TASK DESCRIPTION>
Until you reach the line containing "let total = cli.num_games.max(1) as f64;", reproduce each line of the listing exactly, please, and include that line as well.
START GIVEN RECORDS
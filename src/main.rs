//! Blokus Bot Arena
//!
//! Runs bot-vs-bot Blokus simulations and reports win percentages. Two
//! bots play on a square board with opposite-corner start positions; each
//! game runs until both players are retired or out of shapes.

use clap::Parser;
use rand::rngs::StdRng;
use rand::SeedableRng;
use rustc_hash::FxHashSet;
use std::sync::Arc;

use blokus::bots::{play_game, Strategy};
use blokus::game::Game;
use blokus::geometry::Point;
use blokus::shapes::ShapeCatalog;

/// Plays two bot strategies against each other and tallies the results.
#[derive(Parser)]
#[command(name = "blokus")]
#[command(author, version, about, long_about = None)]
struct Cli {
    /// Number of games to simulate.
    #[arg(short = 'n', long, default_value_t = 20)]
    num_games: u32,

    /// Strategy for bot 1.
    #[arg(short = '1', long, value_enum, default_value = "random")]
    strategy_1: Strategy,

    /// Strategy for bot 2.
    #[arg(short = '2', long, value_enum, default_value = "random")]
    strategy_2: Strategy,

    /// Board edge length (minimum 5).
    #[arg(long, default_value_t = 11)]
    size: usize,

    /// Seed for reproducible simulations.
    #[arg(long)]
    seed: Option<u64>,
}

fn main() {
    env_logger::init();
    let cli = Cli::parse();

    if let Err(e) = run(&cli) {
        eprintln!("simulation failed: {e}");
        std::process::exit(1);
    }
}

/// Runs the configured number of games and prints the win breakdown.
fn run(cli: &Cli) -> Result<(), Box<dyn std::error::Error>> {
    let catalog = Arc::new(ShapeCatalog::standard()?);
    let strategies = [cli.strategy_1, cli.strategy_2];
    let mut rng = match cli.seed {
        Some(seed) => StdRng::seed_from_u64(seed),
        None => StdRng::from_entropy(),
    };

    let mut wins = [0u32; 2];
    let mut ties = 0u32;

    for round in 1..=cli.num_games {
        let last = cli.size as i32 - 1;
        let starts: FxHashSet<Point> = [(0, 0), (last, last)].into_iter().collect();
        let mut game = Game::new(2, cli.size, starts, Arc::clone(&catalog))?;

        let winners = play_game(&mut game, &strategies, &mut rng)?;
        log::debug!("game {round}: winners {winners:?}");

        match winners.as_slice() {
            [sole] => wins[(*sole - 1) as usize] += 1,
            _ => ties += 1,
        }
    }

    let total = cli.num_games.max(1) as f64;
    for (bot, count) in wins.iter().enumerate() {
        println!(
            "Bot {} wins | {:6.2} %",
            bot + 1,
            *count as f64 / total * 100.0
        );
    }
    println!("Ties       | {:6.2} %", ties as f64 / total * 100.0);

    Ok(())
}
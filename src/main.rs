//! Hello Server - A minimal HTTP greeting server with graceful shutdown
//!
//! This is the main entry point for the hello-server application.

use tracing::info;

use hello_server::{config::Config, server};

#[tokio::main]
async fn main() -> anyhow::Result<()> {
    let config = Config::parse();

    // Initialize tracing with appropriate log level
    tracing_subscriber::fmt()
        .with_env_filter(format!(
            "hello_server={},tower_http=info",
            config.log_level()
        ))
        .init();

    info!("Starting hello-server v0.1.0");
    info!("Configuration: host={}, port={}", config.host, config.port);

    if let Err(e) = server::run(&config).await {
        tracing::error!("{}", e);
        std::process::exit(1);
    }

    info!("Server shutdown complete");
    Ok(())
}
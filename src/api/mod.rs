//! HTTP API module
//!
//! This module contains the endpoint handlers, response structures, and
//! router assembly.

pub mod handlers;
pub mod responses;

use axum::{routing::get, Router};
use tower_http::{timeout::TimeoutLayer, trace::TraceLayer};

use crate::config::REQUEST_TIMEOUT;
use handlers::*;

/// Create the HTTP router with all endpoints
pub fn create_router() -> Router {
    Router::new()
        .route("/", get(greet_handler))
        .route("/health", get(health_handler))
        .layer(TraceLayer::new_for_http())
        .layer(TimeoutLayer::new(REQUEST_TIMEOUT))
}

#[cfg(test)]
mod tests {
    use super::*;
    use axum::body::{to_bytes, Body};
    use axum::http::{Request, StatusCode};
    use tower::ServiceExt;

    async fn fetch(path: &str) -> (StatusCode, String) {
        let response = create_router()
            .oneshot(Request::builder().uri(path).body(Body::empty()).unwrap())
            .await
            .unwrap();
        let status = response.status();
        let bytes = to_bytes(response.into_body(), usize::MAX).await.unwrap();
        (status, String::from_utf8(bytes.to_vec()).unwrap())
    }

    #[tokio::test]
    async fn greets_by_name() {
        let (status, body) = fetch("/?name=World").await;
        assert_eq!(status, StatusCode::OK);
        assert_eq!(body, "Hello, World\n");
    }

    #[tokio::test]
    async fn absent_name_defaults_to_guest() {
        let (status, body) = fetch("/").await;
        assert_eq!(status, StatusCode::OK);
        assert_eq!(body, "Hello, Guest\n");
    }

    #[tokio::test]
    async fn empty_name_defaults_to_guest() {
        let (_, body) = fetch("/?name=").await;
        assert_eq!(body, "Hello, Guest\n");
    }

    #[tokio::test]
    async fn percent_encoded_names_are_decoded() {
        let (_, body) = fetch("/?name=Rust%20Fans").await;
        assert_eq!(body, "Hello, Rust Fans\n");
    }

    #[tokio::test]
    async fn repeated_requests_return_identical_bodies() {
        let (_, first) = fetch("/?name=World").await;
        let (_, second) = fetch("/?name=World").await;
        assert_eq!(first, second);
    }

    #[tokio::test]
    async fn unknown_path_is_not_found() {
        let (status, _) = fetch("/missing").await;
        assert_eq!(status, StatusCode::NOT_FOUND);
    }

    #[tokio::test]
    async fn health_reports_ok() {
        let (status, body) = fetch("/health").await;
        assert_eq!(status, StatusCode::OK);

        let health: serde_json::Value = serde_json::from_str(&body).unwrap();
        assert_eq!(health["status"], "ok");
        assert_eq!(health["version"], "0.1.0");
    }
}
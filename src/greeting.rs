//! Greeting text formatting

/// Build the greeting body for an optional visitor name.
///
/// An empty name falls back to "Guest". The name is used as-is otherwise;
/// callers decide what counts as a valid name.
pub fn create_greeting(name: &str) -> String {
    let name = if name.is_empty() { "Guest" } else { name };
    format!("Hello, {}\n", name)
}
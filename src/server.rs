//! Server lifecycle management
//!
//! Brings the listener up, keeps it serving until a termination signal
//! arrives, then drains in-flight requests within a fixed deadline. Bind
//! and shutdown failures are fatal; the caller is expected to log them and
//! exit non-zero.

use std::future::Future;
use std::time::Duration;

use axum::Router;
use tokio::net::TcpListener;
use tokio::sync::oneshot;
use tokio::time::timeout;
use tracing::info;

use crate::api::create_router;
use crate::config::{Config, SHUTDOWN_TIMEOUT};
use crate::utils::shutdown_signal;

/// Fatal server errors. Neither kind is retried.
#[derive(Debug, thiserror::Error)]
pub enum ServerError {
    #[error("Failed to bind {addr}: {source}")]
    Bind {
        addr: String,
        #[source]
        source: std::io::Error,
    },

    #[error("Server error: {0}")]
    Serve(String),

    #[error("Graceful shutdown did not complete within {0:?}")]
    ShutdownTimeout(Duration),
}

/// Bind the configured address and serve until a termination signal arrives.
///
/// Returns once graceful shutdown has completed, or with the first fatal
/// error encountered.
pub async fn run(config: &Config) -> Result<(), ServerError> {
    let addr = config.address();
    let listener = TcpListener::bind(&addr)
        .await
        .map_err(|source| ServerError::Bind {
            addr: addr.clone(),
            source,
        })?;

    info!("Server running on http://{}", addr);
    info!("Endpoints:");
    info!("  GET /       - Greeting (optional ?name= query parameter)");
    info!("  GET /health - Health check");

    run_with_shutdown(listener, create_router(), shutdown_signal(), SHUTDOWN_TIMEOUT).await
}

/// Serve `app` on `listener` until `signal` completes, then stop accepting
/// new connections and wait up to `deadline` for in-flight requests.
///
/// The accept loop runs on a spawned task; this function stays suspended on
/// `signal` until then. Requests still in flight past the deadline are
/// abandoned and reported as [`ServerError::ShutdownTimeout`].
pub async fn run_with_shutdown<F>(
    listener: TcpListener,
    app: Router,
    signal: F,
    deadline: Duration,
) -> Result<(), ServerError>
where
    F: Future<Output = ()> + Send + 'static,
{
    let (shutdown_tx, shutdown_rx) = oneshot::channel::<()>();
    let server = axum::serve(listener, app).with_graceful_shutdown(async move {
        let _ = shutdown_rx.await;
    });

    let mut server_task = tokio::spawn(async move { server.await });

    tokio::select! {
        result = &mut server_task => {
            // The accept loop ended before any shutdown was requested.
            return match result {
                Ok(Ok(())) => Ok(()),
                Ok(Err(e)) => Err(ServerError::Serve(e.to_string())),
                Err(e) => Err(ServerError::Serve(e.to_string())),
            };
        }
        _ = signal => {
            info!("Shutting down server...");
        }
    }

    let _ = shutdown_tx.send(());

    match timeout(deadline, server_task).await {
        Ok(Ok(Ok(()))) => {
            info!("Server exited gracefully");
            Ok(())
        }
        Ok(Ok(Err(e))) => Err(ServerError::Serve(e.to_string())),
        Ok(Err(e)) => Err(ServerError::Serve(e.to_string())),
        Err(_) => Err(ServerError::ShutdownTimeout(deadline)),
    }
}
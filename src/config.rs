//! Configuration and CLI argument handling

use std::time::Duration;

use clap::Parser;

/// Deadline for in-flight requests to finish once shutdown begins.
pub const SHUTDOWN_TIMEOUT: Duration = Duration::from_secs(5);

/// Cap on how long a single request may take end to end.
pub const REQUEST_TIMEOUT: Duration = Duration::from_secs(10);

/// CLI argument parsing structure
#[derive(Debug, Parser)]
#[command(name = "hello-server")]
#[command(about = "A minimal HTTP greeting server with graceful shutdown")]
#[command(version = "0.1.0")]
pub struct Config {
    /// Port to bind the server to
    #[arg(short, long, default_value = "8080")]
    pub port: u16,

    /// Host address to bind to
    #[arg(long, default_value = "0.0.0.0")]
    pub host: String,

    /// Enable verbose logging
    #[arg(short, long)]
    pub verbose: bool,
}

impl Config {
    /// Parse configuration from command line arguments
    pub fn parse() -> Self {
        Parser::parse()
    }

    /// Get the server address as a formatted string
    pub fn address(&self) -> String {
        format!("{}:{}", self.host, self.port)
    }

    /// Get the appropriate log level based on verbose flag
    pub fn log_level(&self) -> &'static str {
        if self.verbose {
            "debug"
        } else {
            "info"
        }
    }
}
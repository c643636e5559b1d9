//! API response structures

use chrono::{DateTime, Utc};
use serde::{Deserialize, Serialize};

/// Health check response
#[derive(Debug, Clone, Serialize, Deserialize)]
pub struct HealthResponse {
    pub status: String,
    pub timestamp: DateTime<Utc>,
    pub version: String,
}

impl HealthResponse {
    /// Create a new health response
    pub fn ok() -> Self {
        Self {
            status: "ok".to_string(),
            timestamp: Utc::now(),
            version: "0.1.0".to_string(),
        }
    }
}
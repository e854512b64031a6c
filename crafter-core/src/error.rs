//! Errors in the library.
use thiserror::Error;

/// Errors in the library.
#[derive(Error, Debug, PartialEq)]
pub enum CrafterError {
    /// Sampling was requested from a buffer holding no transitions.
    #[error("Cannot sample from an empty replay buffer")]
    EmptyBuffer,

    /// Prioritized sampling without replacement needs at least `requested`
    /// slots with nonzero priority.
    #[error("Requested {requested} samples but only {available} slots have nonzero priority")]
    InsufficientSamples {
        /// Batch size asked for.
        requested: usize,
        /// Number of slots that can be drawn.
        available: usize,
    },

    /// An observation did not match the configured shape.
    #[error("Observation shape mismatch: expected {expected:?}, got {got:?}")]
    ObservationShape {
        /// Shape declared in the configuration.
        expected: Vec<usize>,
        /// Shape of the given observation.
        got: Vec<usize>,
    },

    /// The global gradient norm was NaN or infinite.
    #[error("Non-finite gradient norm: {0}")]
    NonFiniteGradient(f64),

    /// A configuration value is out of its valid range.
    #[error("Invalid configuration: {0}")]
    InvalidConfig(String),

    /// Record key error.
    #[error("Record key error: {0}")]
    RecordKeyError(String),

    /// Record value type error.
    #[error("Record value type error: {0}")]
    RecordValueTypeError(String),
}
END GIVEN RECORDS
ANSWER TO THIS PROBLEM>
filename src/main.rs
//! Blokus Bot Arena
//!
//! Runs bot-vs-bot Blokus simulations and reports win percentages. Two
//! bots play on a square board with opposite-corner start positions; each
//! game runs until both players are retired or out of shapes.

use clap::Parser;
use rand::rngs::StdRng;
use rand::SeedableRng;
use rustc_hash::FxHashSet;
use std::sync::Arc;

use blokus::bots::{play_game, Strategy};
use blokus::game::Game;
use blokus::geometry::Point;
use blokus::shapes::ShapeCatalog;

/// Plays two bot strategies against each other and tallies the results.
#[derive(Parser)]
#[command(name = "blokus")]
#[command(author, version, about, long_about = None)]
struct Cli {
    /// Number of games to simulate.
    #[arg(short = 'n', long, default_value_t = 20)]
    num_games: u32,

    /// Strategy for bot 1.
    #[arg(short = '1', long, value_enum, default_value = "random")]
    strategy_1: Strategy,

    /// Strategy for bot 2.
    #[arg(short = '2', long, value_enum, default_value = "random")]
    strategy_2: Strategy,

    /// Board edge length (minimum 5).
    #[arg(long, default_value_t = 11)]
    size: usize,

    /// Seed for reproducible simulations.
    #[arg(long)]
    seed: Option<u64>,
}

fn main() {
    env_logger::init();
    let cli = Cli::parse();

    if let Err(e) = run(&cli) {
        eprintln!("simulation failed: {e}");
        std::process::exit(1);
    }
}

/// Runs the configured number of games and prints the win breakdown.
fn run(cli: &Cli) -> Result<(), Box<dyn std::error::Error>> {
    let catalog = Arc::new(ShapeCatalog::standard()?);
    let strategies = [cli.strategy_1, cli.strategy_2];
    let mut rng = match cli.seed {
        Some(seed) => StdRng::seed_from_u64(seed),
        None => StdRng::from_entropy(),
    };

    let mut wins = [0u32; 2];
    let mut ties = 0u32;

    for round in 1..=cli.num_games {
        let last = cli.size as i32 - 1;
        let starts: FxHashSet<Point> = [(0, 0), (last, last)].into_iter().collect();
        let mut game = Game::new(2, cli.size, starts, Arc::clone(&catalog))?;

        let winners = play_game(&mut game, &strategies, &mut rng)?;
        log::debug!("game {round}: winners {winners:?}");

        match winners.as_slice() {
            [sole] => wins[(*sole - 1) as usize] += 1,
            _ => ties += 1,
        }
    }

    let total = cli.num_games.max(1) as f64;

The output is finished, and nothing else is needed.